Dive into the underwater paradise of Bonaire.
Part of the Netherlands Antilles, Bonaire is a bona fide “diver’s paradise”. That’s what all the license plates say. Take one glance beneath the surface and you’re likely to agree. The surrounding reefs within the world-famous Marine Park are protected and abundant in sea life, offering some of the best snorkeling and diving on earth. Kralendijk is the sleepy capital of Bonaire. Wander about town admiring the pastel pink and orange hues of all the homes. Just south of the capital is Bonaire’s famous pink beach. The semi-desert landscape with its interesting rock formations and cacti is astoundingly beautiful.
As soon as we got off the cruise ship, we got a taxi driver to take us around the southern part of the island. We paid US$ 25 per person and it ended up being a 2-hour tour, so the price wasn’t too bad. Bonaire is so easy to get around – there’s just one road that goes around the entire island and you can drive around in 3-4 hours (according to our taxi driver).
Our first stop was at the salt pyramids. Wow, this was such a pretty sight. In the “middle of nowhere” we found these gigantic, snow white mountains of sea salt glistening in the hot sun. We took lots of photos and even got to sample the sea salt.

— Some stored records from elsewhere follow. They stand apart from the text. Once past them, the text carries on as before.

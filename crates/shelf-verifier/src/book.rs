//! The date-keyed puzzle exchange format.
//!
//! A puzzle book maps `YYYY-MM-DD` keys to an ordered list of shelves, each
//! shelf listing color names bottom to top:
//!
//! ```json
//! { "2025-01-31": [["red", "blue"], ["blue", "red"], []] }
//! ```

use std::collections::BTreeMap;
use std::fs;
use std::path::Path;

use chrono::NaiveDate;
use serde::{Deserialize, Serialize};

use crate::error::BookError;
use crate::puzzle::{Board, Color, PuzzleRules};
use crate::validation::validate;

#[derive(Debug, Clone, Default, PartialEq, Eq, Serialize, Deserialize)]
#[serde(transparent)]
pub struct PuzzleBook {
    entries: BTreeMap<NaiveDate, Vec<Vec<Color>>>,
}

impl PuzzleBook {
    pub fn new() -> Self {
        Self::default()
    }

    pub fn from_json_str(s: &str) -> Result<Self, BookError> {
        Ok(serde_json::from_str(s)?)
    }

    pub fn load(path: impl AsRef<Path>) -> Result<Self, BookError> {
        let path = path.as_ref();
        let contents = fs::read_to_string(path).map_err(|source| BookError::Read {
            path: path.to_path_buf(),
            source,
        })?;
        Self::from_json_str(&contents)
    }

    pub fn to_json_pretty(&self) -> Result<String, BookError> {
        Ok(serde_json::to_string_pretty(self)?)
    }

    pub fn save(&self, path: impl AsRef<Path>) -> Result<(), BookError> {
        let path = path.as_ref();
        fs::write(path, self.to_json_pretty()?).map_err(|source| BookError::Write {
            path: path.to_path_buf(),
            source,
        })
    }

    /// Store `board` under `date`, replacing any earlier entry.
    pub fn insert(&mut self, date: NaiveDate, board: &Board) {
        self.entries.insert(date, board.to_vecs());
    }

    pub fn get(&self, date: NaiveDate) -> Option<Board> {
        self.entries.get(&date).cloned().map(Board::from_vecs)
    }

    /// The entry with the most recent date.
    pub fn latest(&self) -> Option<(NaiveDate, Board)> {
        self.entries
            .iter()
            .next_back()
            .map(|(date, shelves)| (*date, Board::from_vecs(shelves.clone())))
    }

    pub fn dates(&self) -> impl Iterator<Item = NaiveDate> + '_ {
        self.entries.keys().copied()
    }

    pub fn len(&self) -> usize {
        self.entries.len()
    }

    pub fn is_empty(&self) -> bool {
        self.entries.is_empty()
    }

    /// The validated board stored for `date`.
    pub fn board_for(&self, date: NaiveDate, rules: &PuzzleRules) -> Result<Board, BookError> {
        let board = self.get(date).ok_or(BookError::MissingDate(date))?;
        validate(&board, rules).map_err(|source| BookError::Invalid { date, source })?;
        Ok(board)
    }
}

#[cfg(test)]
mod tests {
    use super::*;
    use crate::error::ValidationError;
    use crate::puzzle::Color::{Blue as B, Red as R};

    const BOOK: &str = r#"{
        "2025-03-02": [["red", "blue"], ["blue", "red"], []],
        "2025-03-01": [["red", "red"], ["blue", "blue"], []]
    }"#;

    fn date(s: &str) -> NaiveDate {
        NaiveDate::parse_from_str(s, "%Y-%m-%d").unwrap()
    }

    #[test]
    fn test_parse_and_lookup() {
        let book = PuzzleBook::from_json_str(BOOK).unwrap();

        assert_eq!(book.len(), 2);
        assert_eq!(
            book.get(date("2025-03-01")).unwrap().to_vecs(),
            vec![vec![R, R], vec![B, B], vec![]]
        );
        assert!(book.get(date("2025-03-03")).is_none());

        let (latest, board) = book.latest().unwrap();
        assert_eq!(latest, date("2025-03-02"));
        assert_eq!(board.to_vecs()[0], vec![R, B]);
    }

    #[test]
    fn test_bad_date_key_is_rejected() {
        let result = PuzzleBook::from_json_str(r#"{"March 1st": [[]]}"#);
        assert!(matches!(result, Err(BookError::Json(_))));
    }

    #[test]
    fn test_unknown_color_name_is_rejected() {
        let result = PuzzleBook::from_json_str(r#"{"2025-03-01": [["magenta"]]}"#);
        assert!(matches!(result, Err(BookError::Json(_))));
    }

    #[test]
    fn test_export_format() {
        let mut book = PuzzleBook::new();
        book.insert(date("2025-03-01"), &Board::from_vecs(vec![vec![R, B], vec![]]));

        let json = book.to_json_pretty().unwrap();
        let value: serde_json::Value = serde_json::from_str(&json).unwrap();
        assert_eq!(value, serde_json::json!({ "2025-03-01": [["red", "blue"], []] }));
    }

    #[test]
    fn test_board_for_validates() {
        let book = PuzzleBook::from_json_str(BOOK).unwrap();
        let rules = PuzzleRules::new(vec![R, B], 2, 2, 3).unwrap();

        assert!(book.board_for(date("2025-03-02"), &rules).is_ok());
        assert!(matches!(
            book.board_for(date("2025-04-01"), &rules),
            Err(BookError::MissingDate(_))
        ));

        let strict = PuzzleRules::new(vec![R, B], 2, 2, 4).unwrap();
        assert!(matches!(
            book.board_for(date("2025-03-02"), &strict),
            Err(BookError::Invalid {
                source: ValidationError::ShelfCount { .. },
                ..
            })
        ));
    }

    #[test]
    fn test_save_and_load() {
        let path = std::env::temp_dir().join(format!("shelf-book-{}.json", std::process::id()));
        let book = PuzzleBook::from_json_str(BOOK).unwrap();

        book.save(&path).unwrap();
        let loaded = PuzzleBook::load(&path).unwrap();
        fs::remove_file(&path).unwrap();

        assert_eq!(loaded, book);
    }
}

Just as we were leaving, a guy came driving up to us in his pickup truck and he had big chunks of sea salt. He offered us one each to take with us as a souvenir.
Our next stop, not too far away, was at the tiny white & black slave huts. These huts were built side by side right in front of the beach and were used as camping/sleeping facilities and storage for the slaves that once worked in the salt ponds. A little further south, we passed by another “camp site” with orange slave huts.
Our friendly taxi driver drove us further south along the coast of the island. We passed by the famous Pink Beach, which apparently wasn’t so pink anymore as a storm had blown most of the sand away. We passed by a small neighborhood where he lived and saw his house and 3 cute dogs. We passed by Sorobon Beach, saw lots of wild flamingos and wild donkeys along the way.
The landscape was incredibly dry everywhere. Our driver was telling us that it hardly ever rained on the island and that they could easily go 6 months without any rain. Well, it sure does show on the vegetation, which is very scarce and dry.
No paradise can escape the effects of our (humanity’s) plastic consumption and you definitely see this along the coast of Bonaire. We were driving along the rocky coastline and suddenly I noticed lots of colors. Different colors were popping everywhere amid all the gray and black rocks.
After a while I realized that these colors were plastic! Oh, no. How very sad.
All along the coastline, plastic waste was just sitting there as the most natural part of the landscape. Some people had even stacked the rocks and made sculptures out of rocks, branches and plastic (for photos?). I’m guess that all of this plastic had washed ashore and probably traveled hundreds or thousands of miles before ending up on Bonaire. I was shocked, but (unfortunately) not surprised. It seems that plastic waste is becoming an increasingly natural part of our landscape, regardless of where in the world you are.
We ended up at Spice Beach Club for lunch. I had a really nice burger with fries and a mango mojito. The beach club was pretty crowded and it was so hot, so we only stayed for lunch.
Back in town, we walked around and looked at a few of the shops. At La Placita Square, we found a salt shop selling the original Bonaire sea salt and bought a few souvenirs – regular sea salt and bath salt with mango fragrance.
I can’t wait to try them when I get home.